[RECORDS SUPPLIED]

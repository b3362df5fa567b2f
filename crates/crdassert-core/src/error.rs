//! Error types for crdassert-core

use std::path::PathBuf;

use thiserror::Error;

use crate::gvk::GroupVersionKind;

/// Result type for crdassert-core operations
pub type Result<T> = std::result::Result<T, Error>;

/// Setup and lookup failures.
///
/// Schema violations found in a resource are not errors: they are delivered
/// through a [`Reporter`](crate::Reporter) so a batch of checks can continue.
#[derive(Debug, Error)]
#[non_exhaustive]
pub enum Error {
    /// Input is not a well-formed structured document
    #[error("decode error: {0}")]
    Decode(String),

    /// Document is neither an apiextensions.k8s.io/v1 nor a v1beta1 CRD
    #[error("unknown CRD type: {gvk}")]
    UnsupportedCrdShape { gvk: GroupVersionKind },

    /// A CRD version resolves to no schema at all
    #[error("CRD '{crd}' did not have validation defined for version '{version}'")]
    MissingSchema { crd: String, version: String },

    /// Legacy CRD declaring neither `spec.versions` nor `spec.version`
    #[error("CRD '{crd}' declares no version")]
    MissingVersion { crd: String },

    /// Schema is structurally invalid
    #[error("error on building schema validator for {gvk}: {message}")]
    SchemaCompile {
        gvk: GroupVersionKind,
        message: String,
    },

    /// No validator registered for a resource's GVK
    #[error(
        "no CRD is found for the resource of {gvk} kind\nHint: load the CRD with load(), load_documents() or load_files() first"
    )]
    NoSchemaRegistered { gvk: GroupVersionKind },

    /// File could not be read
    #[error("error reading {}: {source}", .path.display())]
    Io {
        path: PathBuf,
        #[source]
        source: std::io::Error,
    },

    /// Any of the above, tagged with the document it came from
    #[error("error on {source_name}: {source}")]
    Source {
        source_name: String,
        #[source]
        source: Box<Error>,
    },
}

impl From<serde_yaml::Error> for Error {
    fn from(e: serde_yaml::Error) -> Self {
        Error::Decode(e.to_string())
    }
}

impl From<serde_json::Error> for Error {
    fn from(e: serde_json::Error) -> Self {
        Error::Decode(e.to_string())
    }
}

impl Error {
    /// Attach the identity of the offending document
    pub fn in_source(self, source_name: impl Into<String>) -> Self {
        Error::Source {
            source_name: source_name.into(),
            source: Box::new(self),
        }
    }

    /// The error without any [`Error::Source`] wrapping
    pub fn root(&self) -> &Error {
        match self {
            Error::Source { source, .. } => source.root(),
            other => other,
        }
    }

    /// Check if this is a lookup miss for an unregistered GVK
    pub fn is_no_schema_registered(&self) -> bool {
        matches!(self.root(), Error::NoSchemaRegistered { .. })
    }
}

[/RECORDS SUPPLIED]

YOUR ASSIGNMENT
Reading the records above, count the lines that include "Result" and say only how many.

RESPONSE
2